Action item =
Which of the lines below hold the word "pane"? Pull each of them out.

Provided data =
........

//! View model types representing renderable UI state.
//!
//! View models are computed by
//! [`AppState::compute_viewmodel`](crate::app::AppState::compute_viewmodel) and
//! consumed by the renderer. They hold display-ready strings only, which is
//! what makes list/detail behavior testable without a terminal.
//!
//! The body is an enum so list and detail can never be visible together.

/// Literal placeholder row for an empty result list.
pub const NO_BOOKS_MESSAGE: &str = "No books available.";

/// Fixed column widths of the result table, gaps included.
pub const AUTHOR_COLUMN_WIDTH: usize = 28;
pub const RATING_COLUMN_WIDTH: usize = 8;
pub const EBOOK_COLUMN_WIDTH: usize = 7;
const TITLE_GAP: usize = 2;
const MIN_TITLE_WIDTH: usize = 12;

/// Width left for titles after the fixed columns.
#[must_use]
pub const fn title_column_width(cols: usize) -> usize {
    let width = cols.saturating_sub(
        AUTHOR_COLUMN_WIDTH + RATING_COLUMN_WIDTH + EBOOK_COLUMN_WIDTH + TITLE_GAP,
    );
    if width < MIN_TITLE_WIDTH {
        MIN_TITLE_WIDTH
    } else {
        width
    }
}

/// Complete UI view model for rendering.
#[derive(Debug, Clone, PartialEq)]
pub struct UIViewModel {
    pub header: HeaderInfo,
    pub search_bar: SearchBarInfo,
    pub body: ViewBody,
    pub footer: FooterInfo,
}

/// The one body that is visible.
#[derive(Debug, Clone, PartialEq)]
pub enum ViewBody {
    /// Non-empty result list, windowed to the pane height.
    List {
        items: Vec<DisplayItem>,
        /// Index of the highlighted row within `items`.
        selected_index: usize,
    },

    /// Empty result list.
    Placeholder(EmptyState),

    /// Details of a single record.
    Detail(DetailView),
}

/// One row of the result list.
#[derive(Debug, Clone, PartialEq, Eq)]
pub struct DisplayItem {
    /// Title, truncated to the column width.
    pub title: String,
    /// Author display string, truncated to the column width.
    pub author: String,
    pub rating: String,
    pub is_ebook: bool,
    pub is_selected: bool,

    /// Character ranges of `title` to highlight as query matches.
    ///
    /// Each tuple is `(start, end)` in character indices, end exclusive.
    pub highlight_ranges: Vec<(usize, usize)>,
}

/// Detail view of one record, fitted to the pane height.
///
/// When every field fits with room to spare, the title is repeated as a
/// heading. Otherwise the heading is dropped and `lines` is the scrolled
/// window of fields.
#[derive(Debug, Clone, PartialEq, Eq)]
pub struct DetailView {
    pub heading: Option<String>,
    /// Labelled fields in display order.
    pub lines: Vec<DetailLine>,
    /// Fields scrolled off above `lines`.
    pub hidden_above: usize,
    /// Fields cut off below `lines`.
    pub hidden_below: usize,
}

/// A `label: value` row in the detail view.
#[derive(Debug, Clone, PartialEq, Eq)]
pub struct DetailLine {
    pub label: &'static str,
    pub value: String,
}

/// Header bar: title plus a status line describing active toggles.
#[derive(Debug, Clone, PartialEq, Eq)]
pub struct HeaderInfo {
    pub title: String,
    pub status: String,
}

/// Footer keybinding hints.
#[derive(Debug, Clone, PartialEq, Eq)]
pub struct FooterInfo {
    pub keybindings: String,
}

/// Empty state message display information.
#[derive(Debug, Clone, PartialEq, Eq)]
pub struct EmptyState {
    /// Always [`NO_BOOKS_MESSAGE`].
    pub message: String,
    /// Secondary hint line.
    pub subtitle: String,
}

/// Search bar contents.
#[derive(Debug, Clone, PartialEq, Eq)]
pub struct SearchBarInfo {
    /// Query text as currently typed.
    pub query: String,
    /// Label of the selected search field (`Title`, `Author`, `ISBN`).
    pub field_label: String,
    /// Whether keys currently edit the query.
    pub is_editing: bool,
}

........

Task answer =
    /// Non-empty result list, windowed to the pane height.
/// Detail view of one record, fitted to the pane height.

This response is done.